Jose A. Ortega Ruiz is part of the founding team of BigML, a little startup trying to apply machine learning and other AI techniques to big data, and make them accessible to non-specialists. He was hacking for Oblong from 2008 to early 2011. Before that, he worked for Google (from July 2007). From June 2005 to May 2007, he worked on embedded software development for the scientific payload of LISA Pathfinder. He was a theoretical physicist in a previous life, and wrote a Ph. D. thesis on gravitational wave detectors. He also got a bachelor’s degree in computer science. Between 2003 and 2005, he taught courses on programming and computer networks at the Universitat Autonoma of Barcelona, where he was part of the mobile agents research group.
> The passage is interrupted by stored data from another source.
use serde::{Deserialize, Serialize};
use settings_port_models::{
    Account, AuthSettings, Bookmark, BookmarkSettings, LanguageSettings, MediaProgress,
    PreferenceSettings, ProgressSettings, QualityPreference, QualitySettings, QualityTier,
    SubtitleSettings, SubtitleStyling, ThemeSettings, VolumeSettings,
};
use std::collections::HashMap;

use crate::traits::{
    AuthStore, BookmarkStore, LanguageStore, PreferencesStore, ProgressStore, QualityStore,
    SubtitleStore, ThemeStore, VolumeStore,
};

/// In-memory backing for every domain store. Doubles as the serialized shape
/// of the on-disk state file and as the substitutable fake in tests.
#[derive(Debug, Clone, Default, Serialize, Deserialize, PartialEq)]
pub struct MemoryStores {
    #[serde(default)]
    pub auth: AuthSettings,
    #[serde(default)]
    pub bookmarks: BookmarkSettings,
    #[serde(default)]
    pub language: LanguageSettings,
    #[serde(default)]
    pub preferences: PreferenceSettings,
    #[serde(default)]
    pub progress: ProgressSettings,
    #[serde(default)]
    pub quality: QualitySettings,
    #[serde(default)]
    pub subtitles: SubtitleSettings,
    #[serde(default)]
    pub theme: ThemeSettings,
    #[serde(default)]
    pub volume: VolumeSettings,
}

impl MemoryStores {
    pub fn new() -> Self {
        Self::default()
    }
}

impl AuthStore for MemoryStores {
    fn account(&self) -> Option<Account> {
        self.auth.account.clone()
    }

    fn backend_url(&self) -> Option<String> {
        self.auth.backend_url.clone()
    }

    fn proxy_set(&self) -> Option<Vec<String>> {
        self.auth.proxy_set.clone()
    }

    fn set_account(&mut self, account: Account) {
        self.auth.account = Some(account);
    }

    fn set_backend_url(&mut self, url: String) {
        self.auth.backend_url = Some(url);
    }

    fn set_proxy_set(&mut self, proxies: Vec<String>) {
        self.auth.proxy_set = Some(proxies);
    }
}

impl BookmarkStore for MemoryStores {
    fn bookmarks(&self) -> HashMap<String, Bookmark> {
        self.bookmarks.bookmarks.clone()
    }

    fn set_bookmark(&mut self, id: String, bookmark: Bookmark) {
        self.bookmarks.bookmarks.insert(id, bookmark);
    }
}

impl LanguageStore for MemoryStores {
    fn language(&self) -> String {
        self.language.language.clone()
    }

    fn set_language(&mut self, language: String) {
        self.language.language = language;
    }
}

impl PreferencesStore for MemoryStores {
    fn enable_thumbnails(&self) -> bool {
        self.preferences.enable_thumbnails
    }

    fn set_enable_thumbnails(&mut self, enabled: bool) {
        self.preferences.enable_thumbnails = enabled;
    }
}

impl ProgressStore for MemoryStores {
    fn item(&self, id: &str) -> Option<MediaProgress> {
        self.progress.items.get(id).cloned()
    }

    fn items(&self) -> HashMap<String, MediaProgress> {
        self.progress.items.clone()
    }

    fn set_item(&mut self, id: String, item: MediaProgress) {
        self.progress.items.insert(id, item);
    }
}

impl QualityStore for MemoryStores {
    fn quality(&self) -> QualityPreference {
        self.quality.quality.clone()
    }

    fn set_automatic_quality(&mut self, automatic: bool) {
        self.quality.quality.automatic_quality = automatic;
    }

    fn set_last_chosen_quality(&mut self, tier: Option<QualityTier>) {
        self.quality.quality.last_chosen_quality = tier;
    }
}

impl SubtitleStore for MemoryStores {
    fn last_selected_language(&self) -> Option<String> {
        self.subtitles.last_selected_language.clone()
    }

    fn styling(&self) -> SubtitleStyling {
        self.subtitles.styling.clone()
    }

    fn override_casing(&self) -> bool {
        self.subtitles.override_casing
    }

    fn delay(&self) -> f64 {
        self.subtitles.delay
    }

    fn set_last_selected_language(&mut self, language: Option<String>) {
        self.subtitles.last_selected_language = language;
    }

    fn set_styling(&mut self, styling: SubtitleStyling) {
        self.subtitles.styling = styling;
    }

    fn set_override_casing(&mut self, override_casing: bool) {
        self.subtitles.override_casing = override_casing;
    }

    fn set_delay(&mut self, delay: f64) {
        self.subtitles.delay = delay;
    }
}

impl ThemeStore for MemoryStores {
    fn theme(&self) -> Option<String> {
        self.theme.theme.clone()
    }

    fn set_theme(&mut self, theme: Option<String>) {
        self.theme.theme = theme;
    }
}

impl VolumeStore for MemoryStores {
    fn volume(&self) -> f64 {
        self.volume.volume
    }

    fn set_volume(&mut self, volume: f64) {
        self.volume.volume = volume;
    }
}
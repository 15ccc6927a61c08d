pub mod export;
pub mod import;
pub mod inspect;

use color_eyre::Result;
use settings_port_config::PathManager;
use settings_port_stores::StateFile;
use std::path::PathBuf;

/// Opens the local state, honoring a `--state` override.
fn load_state(override_path: Option<PathBuf>) -> Result<StateFile> {
    let path = match override_path {
        Some(path) => path,
        None => {
            let paths = PathManager::new().map_err(|e| color_eyre::eyre::eyre!("{}", e))?;
            paths
                .ensure_directories()
                .map_err(|e| color_eyre::eyre::eyre!("{}", e))?;
            paths.state_file()
        }
    };
    StateFile::load(path).map_err(|e| color_eyre::eyre::eyre!("{}", e))
}
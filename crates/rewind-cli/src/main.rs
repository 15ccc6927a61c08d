use clap::{ArgAction, Parser, Subcommand};
use commands::{export, import, inspect};
use std::path::PathBuf;

mod commands;
mod logging;
mod output;

#[derive(Parser)]
#[command(name = "rewind")]
#[command(about = "Rewind - carry your settings and watch progress between installations")]
#[command(version)]
struct Cli {
    /// Enable verbose output (use multiple times for more verbosity: -v, -vv)
    #[arg(short, long, action = ArgAction::Count, global = true)]
    verbose: u8,

    /// Suppress all output except errors
    #[arg(short, long, global = true)]
    quiet: bool,

    /// Output format
    #[arg(long, global = true, default_value = "human", value_enum)]
    output: output::OutputFormat,

    /// Override the local state file location
    #[arg(long, global = true, value_name = "FILE")]
    state: Option<PathBuf>,

    #[command(subcommand)]
    command: Commands,
}

#[derive(Subcommand)]
enum Commands {
    /// Export settings and watch progress as a portable document
    #[command(
        long_about = "Write the current settings and per-title watch progress to a dated JSON document that can be imported into another installation. Account credentials are left out unless --include-auth is given."
    )]
    Export {
        /// Include account credentials in the export
        #[arg(long, action = ArgAction::SetTrue)]
        include_auth: bool,

        /// Write to this file or directory instead of the default location
        #[arg(short, long, value_name = "PATH")]
        out: Option<PathBuf>,
    },

    /// Import a settings document, reconciling watch progress
    #[command(
        long_about = "Validate a settings document and fold it into local state. Watch progress is reconciled per title so existing progress is never lost; all other domains take the imported values. A document that fails validation changes nothing."
    )]
    Import {
        /// Settings document to import
        file: PathBuf,

        /// Validate and merge without persisting any change
        #[arg(long, action = ArgAction::SetTrue)]
        dry_run: bool,
    },

    /// Validate a settings document and report what it contains
    Inspect {
        /// Settings document to inspect
        file: PathBuf,
    },
}

fn main() -> color_eyre::Result<()> {
    color_eyre::install()?;

    let cli = Cli::parse();

    logging::init_logging(cli.verbose, cli.quiet)
        .map_err(|e| color_eyre::eyre::eyre!("{}", e))?;

    let output = output::Output::new(cli.output, cli.quiet);

    match cli.command {
        Commands::Export { include_auth, out } => {
            export::run_export(include_auth, out, cli.state, &output)
        }
        Commands::Import { file, dry_run } => {
            import::run_import(file, dry_run, cli.state, &output)
        }
        Commands::Inspect { file } => inspect::run_inspect(file, &output),
    }
}
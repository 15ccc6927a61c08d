use serde::{Deserialize, Serialize};

#[derive(Debug, Clone, Default, Serialize, Deserialize, PartialEq)]
pub struct QualitySettings {
    pub quality: QualityPreference,
}

#[derive(Debug, Clone, Serialize, Deserialize, PartialEq)]
#[serde(rename_all = "camelCase")]
pub struct QualityPreference {
    pub automatic_quality: bool,
    pub last_chosen_quality: Option<QualityTier>,
}

impl Default for QualityPreference {
    fn default() -> Self {
        Self {
            automatic_quality: true,
            last_chosen_quality: None,
        }
    }
}

#[derive(Debug, Clone, Copy, Serialize, Deserialize, PartialEq, Eq)]
pub enum QualityTier {
    #[serde(rename = "unknown")]
    Unknown,
    #[serde(rename = "360")]
    Q360,
    #[serde(rename = "480")]
    Q480,
    #[serde(rename = "720")]
    Q720,
    #[serde(rename = "1080")]
    Q1080,
    #[serde(rename = "4k")]
    Q4k,
}

impl QualityTier {
    /// Closed set of wire tokens accepted for a quality tier.
    pub const TOKENS: [&'static str; 6] = ["unknown", "360", "480", "720", "1080", "4k"];

    pub fn from_token(token: &str) -> Option<Self> {
        match token {
            "unknown" => Some(QualityTier::Unknown),
            "360" => Some(QualityTier::Q360),
            "480" => Some(QualityTier::Q480),
            "720" => Some(QualityTier::Q720),
            "1080" => Some(QualityTier::Q1080),
            "4k" => Some(QualityTier::Q4k),
            _ => None,
        }
    }
}
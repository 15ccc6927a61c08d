pub mod export;
pub mod import;
pub mod merge;
pub mod validate;

pub use export::{build_snapshot, export_file_name, serialize_snapshot};
pub use import::{apply_snapshot, import_snapshot, ImportError, ImportSummary};
pub use merge::reconcile_item;
pub use validate::{validate_snapshot, ValidationError};
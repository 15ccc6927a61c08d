use serde::{Deserialize, Serialize};

use crate::auth::AuthSettings;
use crate::bookmarks::BookmarkSettings;
use crate::progress::ProgressSettings;
use crate::quality::QualitySettings;
use crate::subtitles::SubtitleSettings;

/// The full exported settings document, one section per domain.
///
/// Exports fill every section; on import any subset may be present, so each
/// section is independently optional.
#[derive(Debug, Clone, Default, Serialize, Deserialize, PartialEq)]
pub struct Snapshot {
    #[serde(skip_serializing_if = "Option::is_none")]
    pub auth: Option<AuthSettings>,
    #[serde(skip_serializing_if = "Option::is_none")]
    pub bookmarks: Option<BookmarkSettings>,
    #[serde(skip_serializing_if = "Option::is_none")]
    pub language: Option<LanguageSettings>,
    #[serde(skip_serializing_if = "Option::is_none")]
    pub preferences: Option<PreferenceSettings>,
    #[serde(skip_serializing_if = "Option::is_none")]
    pub progress: Option<ProgressSettings>,
    #[serde(skip_serializing_if = "Option::is_none")]
    pub quality: Option<QualitySettings>,
    #[serde(skip_serializing_if = "Option::is_none")]
    pub subtitles: Option<SubtitleSettings>,
    #[serde(skip_serializing_if = "Option::is_none")]
    pub theme: Option<ThemeSettings>,
    #[serde(skip_serializing_if = "Option::is_none")]
    pub volume: Option<VolumeSettings>,
}

#[derive(Debug, Clone, Serialize, Deserialize, PartialEq)]
pub struct LanguageSettings {
    pub language: String,
}

impl Default for LanguageSettings {
    fn default() -> Self {
        Self {
            language: "en".to_string(),
        }
    }
}

#[derive(Debug, Clone, Default, Serialize, Deserialize, PartialEq)]
#[serde(rename_all = "camelCase")]
pub struct PreferenceSettings {
    pub enable_thumbnails: bool,
}

#[derive(Debug, Clone, Default, Serialize, Deserialize, PartialEq)]
pub struct ThemeSettings {
    pub theme: Option<String>,
}

#[derive(Debug, Clone, Serialize, Deserialize, PartialEq)]
pub struct VolumeSettings {
    pub volume: f64,
}

impl Default for VolumeSettings {
    fn default() -> Self {
        Self { volume: 1.0 }
    }
}
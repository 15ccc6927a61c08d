pub mod memory;
pub mod state;
pub mod traits;

pub use memory::MemoryStores;
pub use state::StateFile;
pub use traits::{
    AuthStore, BookmarkStore, LanguageStore, PreferencesStore, ProgressStore, QualityStore,
    SettingsStores, SubtitleStore, ThemeStore, VolumeStore,
};
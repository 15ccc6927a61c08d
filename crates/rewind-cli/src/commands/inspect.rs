use color_eyre::eyre::Context;
use color_eyre::Result;
use serde_json::json;
use settings_port_core::validate_snapshot;
use std::path::PathBuf;

use crate::output::{Output, OutputFormat};

pub fn run_inspect(file: PathBuf, output: &Output) -> Result<()> {
    let raw = std::fs::read_to_string(&file)
        .with_context(|| format!("failed to read {}", file.display()))?;
    let doc: serde_json::Value =
        serde_json::from_str(&raw).wrap_err("malformed settings document")?;

    let snapshot = match validate_snapshot(&doc) {
        Ok(snapshot) => snapshot,
        Err(e) => {
            output.error(format!("Document is invalid: {e}"));
            std::process::exit(1);
        }
    };

    let mut domains: Vec<&'static str> = Vec::new();
    let mut progress_items = 0;
    let mut bookmark_count = 0;

    if snapshot.auth.is_some() {
        domains.push("auth");
    }
    if let Some(bookmarks) = &snapshot.bookmarks {
        bookmark_count = bookmarks.bookmarks.len();
        domains.push("bookmarks");
    }
    if snapshot.language.is_some() {
        domains.push("language");
    }
    if snapshot.preferences.is_some() {
        domains.push("preferences");
    }
    if let Some(progress) = &snapshot.progress {
        progress_items = progress.items.len();
        domains.push("progress");
    }
    if snapshot.quality.is_some() {
        domains.push("quality");
    }
    if snapshot.subtitles.is_some() {
        domains.push("subtitles");
    }
    if snapshot.theme.is_some() {
        domains.push("theme");
    }
    if snapshot.volume.is_some() {
        domains.push("volume");
    }

    match output.format() {
        OutputFormat::Human => {
            if domains.is_empty() {
                output.warn("Document is valid but contains no recognized settings");
                return Ok(());
            }
            output.println(format!("Domains: {}", domains.join(", ")));
            if progress_items > 0 {
                output.println(format!("Progress records: {progress_items}"));
            }
            if bookmark_count > 0 {
                output.println(format!("Bookmarks: {bookmark_count}"));
            }
            output.success("Document is valid");
        }
        OutputFormat::Json | OutputFormat::JsonPretty => {
            output.json(&json!({
                "valid": true,
                "domains": domains,
                "progress_records": progress_items,
                "bookmarks": bookmark_count,
            }));
        }
    }

    Ok(())
}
Beginners in machine learning usually presume that a proper assessment of a predictive model should simply comply with the golden rule of evaluation (split the data into train and test) in order to choose the most accurate model, which will hopefully behave well when deployed into production. However, things are more elaborate in the real world. The contexts in which a predictive model is evaluated and deployed can differ significantly, not coping well with the change, especially if the model has been evaluated with a performance metric that is insensitive to these changing contexts. A more comprehensive and reliable view of machine learning evaluation is illustrated with several common pitfalls and the tips addressing them, such as the use of probabilistic models, calibration techniques, imbalanced costs and visualisation tools such as ROC analysis.
Jose Hernandez Orallo, Ph.D. is a senior lecturer at Universitat Politecnica de Valencia. His research areas include: Data Mining and Machine Learning, Model re-framing, Inductive Programming and Data-Mining, and Intelligence Measurement and Artificial General Intelligence.